───── EXERCISE DATA ─────
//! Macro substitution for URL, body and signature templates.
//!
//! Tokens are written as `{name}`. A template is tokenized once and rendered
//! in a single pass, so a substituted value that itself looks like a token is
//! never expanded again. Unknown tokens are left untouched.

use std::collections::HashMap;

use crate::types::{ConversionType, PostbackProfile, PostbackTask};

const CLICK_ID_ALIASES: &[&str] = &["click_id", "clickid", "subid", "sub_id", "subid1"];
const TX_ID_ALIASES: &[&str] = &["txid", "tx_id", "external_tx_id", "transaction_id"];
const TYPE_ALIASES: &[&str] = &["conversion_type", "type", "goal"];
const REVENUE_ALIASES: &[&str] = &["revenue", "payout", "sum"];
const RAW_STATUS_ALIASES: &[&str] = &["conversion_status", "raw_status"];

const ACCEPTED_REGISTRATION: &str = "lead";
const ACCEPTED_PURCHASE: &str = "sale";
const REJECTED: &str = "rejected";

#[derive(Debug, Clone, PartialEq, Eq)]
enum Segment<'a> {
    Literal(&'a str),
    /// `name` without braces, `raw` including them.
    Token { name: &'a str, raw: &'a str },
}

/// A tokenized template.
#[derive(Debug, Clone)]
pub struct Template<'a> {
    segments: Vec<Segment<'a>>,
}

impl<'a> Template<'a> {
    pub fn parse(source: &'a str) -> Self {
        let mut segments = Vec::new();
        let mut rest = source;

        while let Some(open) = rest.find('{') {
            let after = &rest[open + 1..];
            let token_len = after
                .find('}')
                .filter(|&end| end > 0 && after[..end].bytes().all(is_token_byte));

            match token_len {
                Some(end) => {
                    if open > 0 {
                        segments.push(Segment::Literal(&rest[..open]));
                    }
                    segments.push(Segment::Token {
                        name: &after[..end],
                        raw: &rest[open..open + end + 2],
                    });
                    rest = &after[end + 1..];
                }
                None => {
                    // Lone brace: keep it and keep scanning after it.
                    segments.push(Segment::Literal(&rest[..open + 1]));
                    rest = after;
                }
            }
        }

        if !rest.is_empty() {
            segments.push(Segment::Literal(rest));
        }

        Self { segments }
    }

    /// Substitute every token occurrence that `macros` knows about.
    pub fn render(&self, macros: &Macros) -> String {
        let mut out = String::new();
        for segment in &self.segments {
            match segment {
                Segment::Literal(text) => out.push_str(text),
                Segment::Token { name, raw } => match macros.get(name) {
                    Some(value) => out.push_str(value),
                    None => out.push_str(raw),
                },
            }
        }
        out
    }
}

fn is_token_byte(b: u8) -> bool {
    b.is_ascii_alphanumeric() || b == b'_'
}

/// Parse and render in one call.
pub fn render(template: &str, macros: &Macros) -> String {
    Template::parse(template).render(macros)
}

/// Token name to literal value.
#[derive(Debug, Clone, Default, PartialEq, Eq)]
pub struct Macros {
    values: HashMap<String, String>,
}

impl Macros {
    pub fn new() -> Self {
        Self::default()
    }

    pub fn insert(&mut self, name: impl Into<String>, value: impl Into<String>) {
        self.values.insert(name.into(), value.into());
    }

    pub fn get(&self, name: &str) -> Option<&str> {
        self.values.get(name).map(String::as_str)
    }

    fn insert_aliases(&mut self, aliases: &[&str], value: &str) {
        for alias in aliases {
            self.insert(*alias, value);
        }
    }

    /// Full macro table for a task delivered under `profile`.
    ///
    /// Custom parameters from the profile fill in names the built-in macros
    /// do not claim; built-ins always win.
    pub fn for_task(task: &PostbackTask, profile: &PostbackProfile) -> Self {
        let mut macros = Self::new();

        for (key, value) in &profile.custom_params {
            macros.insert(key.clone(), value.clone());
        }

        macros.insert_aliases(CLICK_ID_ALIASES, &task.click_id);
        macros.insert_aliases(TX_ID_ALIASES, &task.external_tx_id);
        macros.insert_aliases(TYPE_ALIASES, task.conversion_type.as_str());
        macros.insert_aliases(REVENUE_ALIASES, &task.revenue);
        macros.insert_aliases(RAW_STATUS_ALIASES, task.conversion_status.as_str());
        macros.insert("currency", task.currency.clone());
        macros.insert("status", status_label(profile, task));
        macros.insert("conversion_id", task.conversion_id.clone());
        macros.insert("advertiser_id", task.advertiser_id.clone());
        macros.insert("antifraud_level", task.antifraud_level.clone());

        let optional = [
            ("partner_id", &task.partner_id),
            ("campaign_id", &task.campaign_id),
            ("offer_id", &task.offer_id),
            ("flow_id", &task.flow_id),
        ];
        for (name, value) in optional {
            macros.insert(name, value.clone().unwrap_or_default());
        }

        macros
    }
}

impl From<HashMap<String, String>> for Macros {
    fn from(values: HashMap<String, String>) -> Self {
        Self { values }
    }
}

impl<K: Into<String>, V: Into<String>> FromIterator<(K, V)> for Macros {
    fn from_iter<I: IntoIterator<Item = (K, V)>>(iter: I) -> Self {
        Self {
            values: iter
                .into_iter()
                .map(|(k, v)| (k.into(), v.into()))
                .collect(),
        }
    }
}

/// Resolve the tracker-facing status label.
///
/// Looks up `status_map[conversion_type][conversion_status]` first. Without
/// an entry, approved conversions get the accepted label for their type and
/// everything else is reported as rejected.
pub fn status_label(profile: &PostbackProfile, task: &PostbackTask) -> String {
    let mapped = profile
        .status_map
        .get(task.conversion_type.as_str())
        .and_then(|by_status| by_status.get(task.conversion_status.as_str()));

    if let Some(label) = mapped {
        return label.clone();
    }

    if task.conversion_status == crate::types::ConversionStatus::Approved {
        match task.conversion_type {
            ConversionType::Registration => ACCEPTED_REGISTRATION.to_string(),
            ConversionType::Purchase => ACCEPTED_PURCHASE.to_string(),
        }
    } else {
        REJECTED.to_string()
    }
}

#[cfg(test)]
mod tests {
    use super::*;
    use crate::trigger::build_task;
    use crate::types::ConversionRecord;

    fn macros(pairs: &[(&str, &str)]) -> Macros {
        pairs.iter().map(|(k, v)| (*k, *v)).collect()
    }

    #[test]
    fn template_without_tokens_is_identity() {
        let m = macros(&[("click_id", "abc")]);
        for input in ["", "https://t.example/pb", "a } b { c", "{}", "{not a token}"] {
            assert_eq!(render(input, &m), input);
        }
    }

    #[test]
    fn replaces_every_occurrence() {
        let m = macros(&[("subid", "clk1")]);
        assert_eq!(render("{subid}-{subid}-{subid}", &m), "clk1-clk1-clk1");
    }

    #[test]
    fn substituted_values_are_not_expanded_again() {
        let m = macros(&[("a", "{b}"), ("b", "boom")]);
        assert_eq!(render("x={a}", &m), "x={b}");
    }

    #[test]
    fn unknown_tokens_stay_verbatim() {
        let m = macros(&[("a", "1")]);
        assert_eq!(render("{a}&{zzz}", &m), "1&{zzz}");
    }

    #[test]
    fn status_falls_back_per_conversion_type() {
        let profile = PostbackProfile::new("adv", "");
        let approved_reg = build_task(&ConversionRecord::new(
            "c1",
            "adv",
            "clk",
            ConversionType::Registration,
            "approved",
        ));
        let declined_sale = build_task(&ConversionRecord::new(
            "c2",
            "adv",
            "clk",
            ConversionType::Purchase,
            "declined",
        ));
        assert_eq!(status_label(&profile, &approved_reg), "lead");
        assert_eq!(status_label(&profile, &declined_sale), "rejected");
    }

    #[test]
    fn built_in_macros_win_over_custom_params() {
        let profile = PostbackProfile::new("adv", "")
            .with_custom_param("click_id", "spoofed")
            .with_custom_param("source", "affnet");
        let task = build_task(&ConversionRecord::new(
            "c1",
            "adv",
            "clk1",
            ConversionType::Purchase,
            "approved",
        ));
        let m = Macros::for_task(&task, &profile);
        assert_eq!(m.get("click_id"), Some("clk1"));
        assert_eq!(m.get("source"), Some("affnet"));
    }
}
─────
PROBLEM STATEMENT: Where a line in the records above includes the string "Some", show it.

EXERCISE SOLUTION:
        while let Some(open) = rest.find('{') {
                Some(end) => {
                    Some(value) => out.push_str(value),
    if let Some(label) = mapped {
        assert_eq!(m.get("click_id"), Some("clk1"));
        assert_eq!(m.get("source"), Some("affnet"));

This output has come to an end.